Brief -
Everything from the line containing "allocates a new one." through the line containing "builder.start_node(Symbol::TRAILER);" in the listing below should be copied exactly, and nothing more.

----------

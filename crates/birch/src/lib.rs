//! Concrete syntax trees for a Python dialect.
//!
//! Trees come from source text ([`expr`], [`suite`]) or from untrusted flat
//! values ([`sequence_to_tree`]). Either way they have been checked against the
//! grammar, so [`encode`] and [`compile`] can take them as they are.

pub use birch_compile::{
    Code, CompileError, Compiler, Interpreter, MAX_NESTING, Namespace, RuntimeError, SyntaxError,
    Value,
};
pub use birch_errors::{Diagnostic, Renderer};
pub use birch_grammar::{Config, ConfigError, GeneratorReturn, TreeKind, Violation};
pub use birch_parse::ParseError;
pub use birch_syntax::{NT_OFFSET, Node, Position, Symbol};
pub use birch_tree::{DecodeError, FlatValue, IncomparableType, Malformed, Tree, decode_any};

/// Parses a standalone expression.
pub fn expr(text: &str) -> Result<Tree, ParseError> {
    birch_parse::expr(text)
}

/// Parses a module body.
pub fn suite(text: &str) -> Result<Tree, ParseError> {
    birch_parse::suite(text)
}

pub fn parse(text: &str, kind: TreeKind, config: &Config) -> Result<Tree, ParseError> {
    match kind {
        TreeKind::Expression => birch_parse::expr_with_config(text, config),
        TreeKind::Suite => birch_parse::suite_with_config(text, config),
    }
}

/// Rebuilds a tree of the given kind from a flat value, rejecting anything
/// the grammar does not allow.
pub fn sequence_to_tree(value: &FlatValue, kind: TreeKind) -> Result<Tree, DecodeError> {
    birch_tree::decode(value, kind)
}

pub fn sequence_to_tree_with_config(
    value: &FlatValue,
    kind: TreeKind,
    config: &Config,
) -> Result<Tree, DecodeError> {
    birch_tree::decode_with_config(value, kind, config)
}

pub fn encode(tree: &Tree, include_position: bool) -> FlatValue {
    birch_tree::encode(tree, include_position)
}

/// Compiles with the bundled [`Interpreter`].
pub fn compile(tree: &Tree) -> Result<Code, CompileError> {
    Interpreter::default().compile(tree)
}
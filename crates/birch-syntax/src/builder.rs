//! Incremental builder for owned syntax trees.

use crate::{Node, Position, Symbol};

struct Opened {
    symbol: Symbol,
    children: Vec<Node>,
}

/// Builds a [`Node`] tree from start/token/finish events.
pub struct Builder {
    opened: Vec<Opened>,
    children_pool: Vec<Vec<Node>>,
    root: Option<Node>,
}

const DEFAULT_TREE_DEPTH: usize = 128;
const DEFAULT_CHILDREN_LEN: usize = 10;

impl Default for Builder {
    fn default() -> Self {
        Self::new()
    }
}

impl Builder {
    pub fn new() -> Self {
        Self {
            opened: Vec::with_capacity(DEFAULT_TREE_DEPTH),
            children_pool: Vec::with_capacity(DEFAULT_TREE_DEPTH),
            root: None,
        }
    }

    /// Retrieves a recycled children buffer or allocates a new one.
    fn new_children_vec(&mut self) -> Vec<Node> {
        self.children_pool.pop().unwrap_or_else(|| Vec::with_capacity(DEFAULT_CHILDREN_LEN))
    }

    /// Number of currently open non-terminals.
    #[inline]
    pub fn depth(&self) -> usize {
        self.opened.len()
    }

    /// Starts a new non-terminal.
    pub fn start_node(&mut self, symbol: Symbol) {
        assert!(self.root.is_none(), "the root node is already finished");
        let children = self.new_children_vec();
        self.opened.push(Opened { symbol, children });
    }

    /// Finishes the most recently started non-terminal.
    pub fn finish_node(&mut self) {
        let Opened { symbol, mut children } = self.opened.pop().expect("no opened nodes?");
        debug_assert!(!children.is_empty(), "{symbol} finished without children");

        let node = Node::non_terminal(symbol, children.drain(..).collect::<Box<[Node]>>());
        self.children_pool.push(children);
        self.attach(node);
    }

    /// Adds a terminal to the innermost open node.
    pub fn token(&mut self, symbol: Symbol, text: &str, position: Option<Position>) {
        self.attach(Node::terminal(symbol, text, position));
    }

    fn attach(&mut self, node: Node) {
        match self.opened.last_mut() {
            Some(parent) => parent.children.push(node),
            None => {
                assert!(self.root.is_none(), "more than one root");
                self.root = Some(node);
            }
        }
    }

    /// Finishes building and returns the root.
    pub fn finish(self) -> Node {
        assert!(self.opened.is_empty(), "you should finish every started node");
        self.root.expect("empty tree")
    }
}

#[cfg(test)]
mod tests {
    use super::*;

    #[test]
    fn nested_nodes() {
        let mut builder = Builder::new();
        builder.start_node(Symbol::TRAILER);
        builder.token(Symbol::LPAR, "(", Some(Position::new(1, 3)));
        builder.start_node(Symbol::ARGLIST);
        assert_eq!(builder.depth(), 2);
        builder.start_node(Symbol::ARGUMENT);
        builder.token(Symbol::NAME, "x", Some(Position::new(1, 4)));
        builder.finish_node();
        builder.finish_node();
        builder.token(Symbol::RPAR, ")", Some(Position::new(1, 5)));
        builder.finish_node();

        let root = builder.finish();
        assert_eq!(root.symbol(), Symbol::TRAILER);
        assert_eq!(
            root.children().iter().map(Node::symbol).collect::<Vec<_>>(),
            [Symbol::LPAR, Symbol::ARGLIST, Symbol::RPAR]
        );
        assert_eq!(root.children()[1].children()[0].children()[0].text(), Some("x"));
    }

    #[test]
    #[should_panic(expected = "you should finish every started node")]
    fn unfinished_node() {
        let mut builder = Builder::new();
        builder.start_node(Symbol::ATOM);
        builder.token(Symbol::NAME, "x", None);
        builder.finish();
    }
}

----------

Task output -
    /// Retrieves a recycled children buffer or allocates a new one.
    fn new_children_vec(&mut self) -> Vec<Node> {
        self.children_pool.pop().unwrap_or_else(|| Vec::with_capacity(DEFAULT_CHILDREN_LEN))
    }

    /// Number of currently open non-terminals.
    #[inline]
    pub fn depth(&self) -> usize {
        self.opened.len()
    }

    /// Starts a new non-terminal.
    pub fn start_node(&mut self, symbol: Symbol) {
        assert!(self.root.is_none(), "the root node is already finished");
        let children = self.new_children_vec();
        self.opened.push(Opened { symbol, children });
    }

    /// Finishes the most recently started non-terminal.
    pub fn finish_node(&mut self) {
        let Opened { symbol, mut children } = self.opened.pop().expect("no opened nodes?");
        debug_assert!(!children.is_empty(), "{symbol} finished without children");

        let node = Node::non_terminal(symbol, children.drain(..).collect::<Box<[Node]>>());
        self.children_pool.push(children);
        self.attach(node);
    }

    /// Adds a terminal to the innermost open node.
    pub fn token(&mut self, symbol: Symbol, text: &str, position: Option<Position>) {
        self.attach(Node::terminal(symbol, text, position));
    }

    fn attach(&mut self, node: Node) {
        match self.opened.last_mut() {
            Some(parent) => parent.children.push(node),
            None => {
                assert!(self.root.is_none(), "more than one root");
                self.root = Some(node);
            }
        }
    }

    /// Finishes building and returns the root.
    pub fn finish(self) -> Node {
        assert!(self.opened.is_empty(), "you should finish every started node");
        self.root.expect("empty tree")
    }
}

#[cfg(test)]
mod tests {
    use super::*;

    #[test]
    fn nested_nodes() {
        let mut builder = Builder::new();
        builder.start_node(Symbol::TRAILER);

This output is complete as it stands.